Segment Open

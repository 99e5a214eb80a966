//! Shared utilities for integration testing.
#![allow(dead_code)]

use std::collections::BTreeMap;
use std::io;
use std::net::SocketAddr;
use std::sync::atomic::{AtomicUsize, Ordering};
use std::sync::{Arc, Mutex};
use std::time::Duration;

use async_trait::async_trait;
use axum::body::Bytes;
use axum::http::{HeaderMap, Method, Uri};
use axum::{Json, Router};
use rustls::pki_types::{CertificateDer, ServerName};
use tokio::io::{AsyncReadExt, AsyncWriteExt};
use tokio::net::{TcpListener, TcpStream};
use tokio_rustls::client::TlsStream;
use tokio_rustls::TlsConnector;

use tsproxy::net::CertificateProvider;
use tsproxy::{BoxError, IdentityRecord, IdentityResolver};

/// A TCP echo backend. The returned counter tracks accepted connections.
pub async fn start_echo_backend() -> (SocketAddr, Arc<AtomicUsize>) {
    let listener = TcpListener::bind("127.0.0.1:0").await.unwrap();
    let addr = listener.local_addr().unwrap();
    let accepted = Arc::new(AtomicUsize::new(0));
    let counter = accepted.clone();

    tokio::spawn(async move {
        loop {
            match listener.accept().await {
                Ok((mut socket, _)) => {
                    counter.fetch_add(1, Ordering::SeqCst);
                    tokio::spawn(async move {
                        let mut buf = vec![0u8; 4096];
                        loop {
                            match socket.read(&mut buf).await {
                                Ok(0) | Err(_) => break,
                                Ok(n) => {
                                    if socket.write_all(&buf[..n]).await.is_err() {
                                        break;
                                    }
                                }
                            }
                        }
                    });
                }
                Err(_) => break,
            }
        }
    });

    (addr, accepted)
}

/// What the header-echo backend saw.
#[derive(Debug, serde::Deserialize, serde::Serialize)]
pub struct Echoed {
    pub method: String,
    pub uri: String,
    pub headers: BTreeMap<String, Vec<String>>,
    pub body: String,
}

impl Echoed {
    /// Single value of `name`, panicking if it was sent more than once.
    pub fn header(&self, name: &str) -> Option<&str> {
        let values = self.headers.get(&name.to_ascii_lowercase())?;
        assert_eq!(values.len(), 1, "{name} sent {} times", values.len());
        Some(values[0].as_str())
    }
}

/// An HTTP backend that answers every request with a JSON description of it.
pub async fn start_header_echo_backend() -> SocketAddr {
    async fn echo(method: Method, uri: Uri, headers: HeaderMap, body: Bytes) -> Json<Echoed> {
        let mut seen: BTreeMap<String, Vec<String>> = BTreeMap::new();
        for (name, value) in &headers {
            seen.entry(name.as_str().to_string())
                .or_default()
                .push(String::from_utf8_lossy(value.as_bytes()).into_owned());
        }
        Json(Echoed {
            method: method.to_string(),
            uri: uri.to_string(),
            headers: seen,
            body: String::from_utf8_lossy(&body).into_owned(),
        })
    }

    let listener = TcpListener::bind("127.0.0.1:0").await.unwrap();
    let addr = listener.local_addr().unwrap();
    tokio::spawn(async move {
        axum::serve(listener, Router::new().fallback(echo)).await.unwrap();
    });
    addr
}

/// An address nothing listens on.
pub async fn dead_address() -> SocketAddr {
    let listener = TcpListener::bind("127.0.0.1:0").await.unwrap();
    let addr = listener.local_addr().unwrap();
    drop(listener);
    addr
}

pub fn alice() -> IdentityRecord {
    IdentityRecord {
        login_name: "alice@example.com".to_string(),
        display_name: "Alice Example".to_string(),
        computed_node_name: "laptop".to_string(),
        node_name: "laptop.example.com.beta.tailscale.net.".to_string(),
        is_shared_node: false,
    }
}

pub fn shared_bob() -> IdentityRecord {
    IdentityRecord {
        login_name: "bob@partner.org".to_string(),
        display_name: "Bob".to_string(),
        computed_node_name: "workstation".to_string(),
        node_name: "workstation.partner.org.beta.tailscale.net.".to_string(),
        is_shared_node: true,
    }
}

/// Resolves every peer to the same identity.
pub struct StaticResolver(pub IdentityRecord);

#[async_trait]
impl IdentityResolver for StaticResolver {
    async fn whois(&self, _peer: SocketAddr) -> Result<IdentityRecord, BoxError> {
        Ok(self.0.clone())
    }
}

/// Knows nobody.
pub struct FailingResolver;

#[async_trait]
impl IdentityResolver for FailingResolver {
    async fn whois(&self, peer: SocketAddr) -> Result<IdentityRecord, BoxError> {
        Err(format!("no match for {peer}").into())
    }
}

/// Answers after `delay`.
pub struct SlowResolver {
    pub delay: Duration,
    pub identity: IdentityRecord,
}

#[async_trait]
impl IdentityResolver for SlowResolver {
    async fn whois(&self, _peer: SocketAddr) -> Result<IdentityRecord, BoxError> {
        tokio::time::sleep(self.delay).await;
        Ok(self.identity.clone())
    }
}

/// Self-signed CA plus a leaf for `names`.
pub struct TestPki {
    pub root: CertificateDer<'static>,
    /// Leaf private key followed by the leaf certificate, PEM.
    pub server_pem: Vec<u8>,
}

pub fn test_pki(names: &[&str]) -> TestPki {
    let ca_key = rcgen::KeyPair::generate().unwrap();
    let mut ca_params = rcgen::CertificateParams::new(Vec::<String>::new()).unwrap();
    ca_params.is_ca = rcgen::IsCa::Ca(rcgen::BasicConstraints::Unconstrained);
    let ca = ca_params.self_signed(&ca_key).unwrap();

    let leaf_key = rcgen::KeyPair::generate().unwrap();
    let leaf_params =
        rcgen::CertificateParams::new(names.iter().map(|n| n.to_string()).collect::<Vec<_>>()).unwrap();
    let leaf = leaf_params.signed_by(&leaf_key, &ca, &ca_key).unwrap();

    let mut server_pem = leaf_key.serialize_pem().into_bytes();
    server_pem.extend(leaf.pem().into_bytes());
    TestPki {
        root: ca.der().clone(),
        server_pem,
    }
}

/// Serves one PEM bundle and records the server name of every handshake.
pub struct RecordingProvider {
    pem: Vec<u8>,
    refuse: Option<String>,
    pub seen: Mutex<Vec<Option<String>>>,
}

impl RecordingProvider {
    pub fn new(pem: Vec<u8>) -> Self {
        Self {
            pem,
            refuse: None,
            seen: Mutex::new(Vec::new()),
        }
    }

    /// Fail handshakes asking for `server_name`.
    pub fn refusing(mut self, server_name: &str) -> Self {
        self.refuse = Some(server_name.to_string());
        self
    }
}

#[async_trait]
impl CertificateProvider for RecordingProvider {
    async fn certificate_pem(&self, server_name: Option<&str>) -> Result<Vec<u8>, BoxError> {
        self.seen.lock().unwrap().push(server_name.map(str::to_owned));
        if server_name.is_some() && server_name == self.refuse.as_deref() {
            return Err("no certificate for this name".into());
        }
        Ok(self.pem.clone())
    }
}

/// Open a TLS connection to `addr` trusting only `root`.
pub async fn tls_connect(
    addr: SocketAddr,
    server_name: &str,
    root: &CertificateDer<'static>,
    alpn: &[&[u8]],
) -> io::Result<TlsStream<TcpStream>> {
    let mut roots = rustls::RootCertStore::empty();
    roots.add(root.clone()).unwrap();

    let mut config = rustls::ClientConfig::builder_with_provider(Arc::new(rustls::crypto::ring::default_provider()))
        .with_safe_default_protocol_versions()
        .unwrap()
        .with_root_certificates(roots)
        .with_no_client_auth();
    config.alpn_protocols = alpn.iter().map(|p| p.to_vec()).collect();

    let tcp = TcpStream::connect(addr).await?;
    let name = ServerName::try_from(server_name.to_string()).unwrap();
    TlsConnector::from(Arc::new(config)).connect(name, tcp).await
}
//! Startup orchestration.
//!
//! # Responsibilities
//! - Prepare the node's state directory and find the overlay daemon
//! - Join the overlay network and discover the addresses to listen on
//! - Build the identity client, certificate provider and mode handler
//! - Bind listeners and run one accept loop per address
//!
//! # Design Decisions
//! - Fail fast: any startup error is fatal
//! - Listeners start last (traffic only when ready)
//! - After startup, per-connection failures are logged and never stop the process

use std::io;
use std::net::{IpAddr, SocketAddr};
use std::path::{Path, PathBuf};
use std::sync::Arc;
use std::time::Duration;

use axum::http::header::InvalidHeaderName;
use tokio::sync::{broadcast, Semaphore};
use tokio::task::JoinSet;

use super::shutdown::{notified, Shutdown};
use crate::config::{ProxyConfig, ProxyMode};
use crate::http::{AppState, Director, HttpServer};
use crate::identity::{IdentityClient, IdentityResolver};
use crate::net::{
    BackendTarget, CertificateProvider, ConnectionId, ConnectionTracker, Listener, ListenerError,
    StaticCertificate, TlsTerminator, HTTP_ALPN,
};
use crate::tunnel::TunnelHandler;

/// Name of the daemon socket inside a node's state directory.
pub const STATE_SOCKET_NAME: &str = "tailscaled.sock";

/// Error type for startup failures. All of them are fatal.
#[derive(Debug, thiserror::Error)]
pub enum StartupError {
    #[error("no user config directory available for node state")]
    NoConfigDir,

    #[error("failed to prepare state directory {}: {source}", .path.display())]
    StateDir {
        path: PathBuf,
        #[source]
        source: io::Error,
    },

    #[error("failed to join the overlay network: {0}")]
    Join(#[source] crate::BoxError),

    #[error("overlay node has no addresses to listen on")]
    NoAddresses,

    #[error("invalid bind address {0:?}")]
    BindAddress(String),

    #[error("TLS certificate: {0}")]
    Certificate(#[source] io::Error),

    #[error("invalid header name: {0}")]
    HeaderName(#[from] InvalidHeaderName),

    #[error(transparent)]
    Listener(#[from] ListenerError),

    #[error("the overlay daemon is only reachable over unix domain sockets")]
    Unsupported,
}

/// Directory holding this node's state: the configured one, or
/// `<user config dir>/tsproxy-<node name>`.
pub fn state_dir(config: &ProxyConfig) -> Result<PathBuf, StartupError> {
    if let Some(dir) = &config.overlay.state_dir {
        return Ok(dir.clone());
    }
    let base = dirs::config_dir().ok_or(StartupError::NoConfigDir)?;
    Ok(base.join(format!("tsproxy-{}", config.node_name)))
}

/// Create `dir` (owner-only on unix) if it does not exist yet.
pub fn prepare_state_dir(dir: &Path) -> Result<(), StartupError> {
    let mut builder = std::fs::DirBuilder::new();
    builder.recursive(true);
    #[cfg(unix)]
    {
        use std::os::unix::fs::DirBuilderExt;
        builder.mode(0o700);
    }
    builder.create(dir).map_err(|source| StartupError::StateDir {
        path: dir.to_path_buf(),
        source,
    })
}

/// Overlay daemon socket: explicit setting, then the node's own daemon, then
/// the system daemon.
pub fn localapi_socket(config: &ProxyConfig, state_dir: &Path) -> PathBuf {
    if let Some(socket) = &config.overlay.localapi_socket {
        return socket.clone();
    }
    let node_socket = state_dir.join(STATE_SOCKET_NAME);
    if node_socket.exists() {
        return node_socket;
    }
    PathBuf::from(SYSTEM_SOCKET)
}

#[cfg(unix)]
const SYSTEM_SOCKET: &str = crate::identity::localapi::DEFAULT_SOCKET;
#[cfg(not(unix))]
const SYSTEM_SOCKET: &str = "/var/run/tailscale/tailscaled.sock";

/// Addresses to bind: the configured ones, else every overlay address.
pub fn listen_addresses(config: &ProxyConfig, overlay_ips: &[IpAddr]) -> Result<Vec<SocketAddr>, StartupError> {
    let port = config.listener.port;
    let ips = if config.listener.bind_addresses.is_empty() {
        overlay_ips.to_vec()
    } else {
        config
            .listener
            .bind_addresses
            .iter()
            .map(|raw| raw.parse::<IpAddr>().map_err(|_| StartupError::BindAddress(raw.clone())))
            .collect::<Result<Vec<_>, _>>()?
    };

    if ips.is_empty() {
        return Err(StartupError::NoAddresses);
    }
    Ok(ips.into_iter().map(|ip| SocketAddr::new(ip, port)).collect())
}

/// What to do with a TLS stream once the handshake is done.
#[derive(Clone)]
pub enum ConnectionHandler {
    Tunnel(TunnelHandler),
    Http(HttpServer),
}

impl ConnectionHandler {
    pub fn from_config(
        config: &ProxyConfig,
        identity: IdentityClient,
        backend: Arc<BackendTarget>,
    ) -> Result<Self, StartupError> {
        let connect_timeout = config.timeouts.connect();
        Ok(match config.mode {
            ProxyMode::Tunnel => ConnectionHandler::Tunnel(TunnelHandler::new(
                identity,
                backend,
                config.identity.tunnel_lookup_timeout(),
                connect_timeout,
            )),
            ProxyMode::Http => {
                let director = Director::from_config(&config.headers, &config.identity, backend)?;
                ConnectionHandler::Http(HttpServer::new(AppState {
                    director: Arc::new(director),
                    identity,
                    lookup_timeout: config.identity.http_lookup_timeout(),
                    connect_timeout,
                }))
            }
        })
    }

    fn alpn(&self) -> &'static [&'static [u8]] {
        match self {
            ConnectionHandler::Tunnel(_) => &[],
            ConnectionHandler::Http(_) => HTTP_ALPN,
        }
    }
}

/// A bound, ready-to-run proxy.
pub struct Proxy {
    listeners: Vec<Listener>,
    tls: TlsTerminator,
    handler: ConnectionHandler,
    tracker: ConnectionTracker,
    drain_timeout: Duration,
}

impl Proxy {
    /// Full startup against the local overlay daemon.
    #[cfg(unix)]
    pub async fn bootstrap(config: &ProxyConfig) -> Result<Self, StartupError> {
        use crate::identity::localapi::LocalApiClient;

        let dir = state_dir(config)?;
        prepare_state_dir(&dir)?;
        let socket = localapi_socket(config, &dir);
        tracing::info!(state_dir = %dir.display(), socket = %socket.display(), "Using overlay daemon");

        let client = Arc::new(LocalApiClient::new(socket));
        let status = client
            .join(
                &config.node_name,
                config.overlay.auth_key.as_deref(),
                config.overlay.join_timeout(),
            )
            .await
            .map_err(|error| StartupError::Join(error.into()))?;
        tracing::info!(
            node_name = %config.node_name,
            addresses = ?status.tailscale_ips,
            cert_domains = ?status.cert_domains,
            "Joined overlay network"
        );

        let certificates: Arc<dyn CertificateProvider> = match &config.listener.tls {
            Some(tls) => {
                let files = StaticCertificate::new(&tls.cert_path, &tls.key_path);
                files.check().map_err(StartupError::Certificate)?;
                Arc::new(files)
            }
            None => client.clone(),
        };

        let addrs = listen_addresses(config, &status.tailscale_ips)?;
        Self::bind(config, client, certificates, &addrs).await
    }

    #[cfg(not(unix))]
    pub async fn bootstrap(_config: &ProxyConfig) -> Result<Self, StartupError> {
        Err(StartupError::Unsupported)
    }

    /// Wire up the handler for `config.mode` and bind every address in `addrs`.
    pub async fn bind(
        config: &ProxyConfig,
        resolver: Arc<dyn IdentityResolver>,
        certificates: Arc<dyn CertificateProvider>,
        addrs: &[SocketAddr],
    ) -> Result<Self, StartupError> {
        let backend = Arc::new(BackendTarget::resolve(&config.backend));
        let handler = ConnectionHandler::from_config(config, IdentityClient::new(resolver), backend.clone())?;
        let tls = TlsTerminator::new(certificates, handler.alpn(), config.listener.handshake_timeout());

        let connection_limit = Arc::new(Semaphore::new(config.listener.max_connections));
        let mut listeners = Vec::with_capacity(addrs.len());
        for addr in addrs {
            listeners.push(Listener::bind(*addr, connection_limit.clone()).await?);
        }

        tracing::info!(
            mode = %config.mode,
            backend = %backend,
            listeners = listeners.len(),
            max_connections = config.listener.max_connections,
            "Proxy ready"
        );

        Ok(Self {
            listeners,
            tls,
            handler,
            tracker: ConnectionTracker::new(),
            drain_timeout: config.listener.drain_timeout(),
        })
    }

    pub fn local_addrs(&self) -> Vec<SocketAddr> {
        self.listeners.iter().filter_map(|l| l.local_addr().ok()).collect()
    }

    /// Accept connections until `shutdown` fires, then drain.
    ///
    /// Returns the number of connections still open when the drain deadline passed.
    pub async fn run(self, shutdown: Shutdown) -> u64 {
        let mut stop = shutdown.subscribe();
        let mut accept_loops = JoinSet::new();

        for listener in self.listeners {
            accept_loops.spawn(accept_loop(
                listener,
                self.tls.clone(),
                self.handler.clone(),
                self.tracker.clone(),
                shutdown.clone(),
                shutdown.subscribe(),
            ));
        }

        // Every receiver exists now; a trigger that came earlier is only visible here.
        if shutdown.is_triggered() {
            accept_loops.abort_all();
        } else {
            let _ = stop.recv().await;
        }
        tracing::info!("Shutdown signal received, no longer accepting connections");
        while accept_loops.join_next().await.is_some() {}

        let remaining = self.tracker.drain(self.drain_timeout).await;
        if remaining > 0 {
            tracing::warn!(remaining, "Drain deadline passed with connections still open");
        } else {
            tracing::info!("All connections drained");
        }
        remaining
    }
}

async fn accept_loop(
    listener: Listener,
    tls: TlsTerminator,
    handler: ConnectionHandler,
    tracker: ConnectionTracker,
    shutdown: Shutdown,
    mut stop: broadcast::Receiver<()>,
) {
    loop {
        let accepted = tokio::select! {
            _ = stop.recv() => break,
            accepted = listener.accept() => accepted,
        };

        let (stream, remote_addr, permit) = match accepted {
            Ok(accepted) => accepted,
            Err(ListenerError::Closed) => break,
            Err(error) => {
                tracing::warn!(%error, "Accept failed");
                continue;
            }
        };
        let _ = stream.set_nodelay(true);

        let guard = tracker.track();
        let tls = tls.clone();
        let handler = handler.clone();
        let stop = shutdown.subscribe();
        tokio::spawn(async move {
            serve_connection(stream, remote_addr, guard.id(), tls, handler, stop).await;
            drop(permit);
            drop(guard);
        });
    }
}

async fn serve_connection(
    stream: tokio::net::TcpStream,
    remote_addr: SocketAddr,
    id: ConnectionId,
    tls: TlsTerminator,
    handler: ConnectionHandler,
    stop: broadcast::Receiver<()>,
) {
    match handler {
        ConnectionHandler::Tunnel(tunnel) => {
            let Ok(identity) = tunnel.authorize(remote_addr, id).await else {
                return;
            };
            if let Some(stream) = handshake(&tls, stream, remote_addr, id).await {
                tunnel.forward(stream, identity, remote_addr, id).await;
            }
        }
        ConnectionHandler::Http(server) => {
            let Some(stream) = handshake(&tls, stream, remote_addr, id).await else {
                return;
            };
            if let Err(error) = server.serve_connection(stream, remote_addr, notified(stop)).await {
                tracing::debug!(connection_id = %id, remote_addr = %remote_addr, %error, "HTTP connection error");
            }
        }
    }
}

async fn handshake(
    tls: &TlsTerminator,
    stream: tokio::net::TcpStream,
    remote_addr: SocketAddr,
    id: ConnectionId,
) -> Option<tokio_rustls::server::TlsStream<tokio::net::TcpStream>> {
    match tls.accept(stream).await {
        Ok(stream) => Some(stream),
        Err(error) => {
            tracing::debug!(connection_id = %id, remote_addr = %remote_addr, %error, "TLS handshake failed");
            None
        }
    }
}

Segment Closed

- **Exercise**
Filter the data for the string "spawn" and copy every line that has it.

- **Written solution**
    tokio::spawn(async move {
                    tokio::spawn(async move {
    tokio::spawn(async move {
            accept_loops.spawn(accept_loop(
        tokio::spawn(async move {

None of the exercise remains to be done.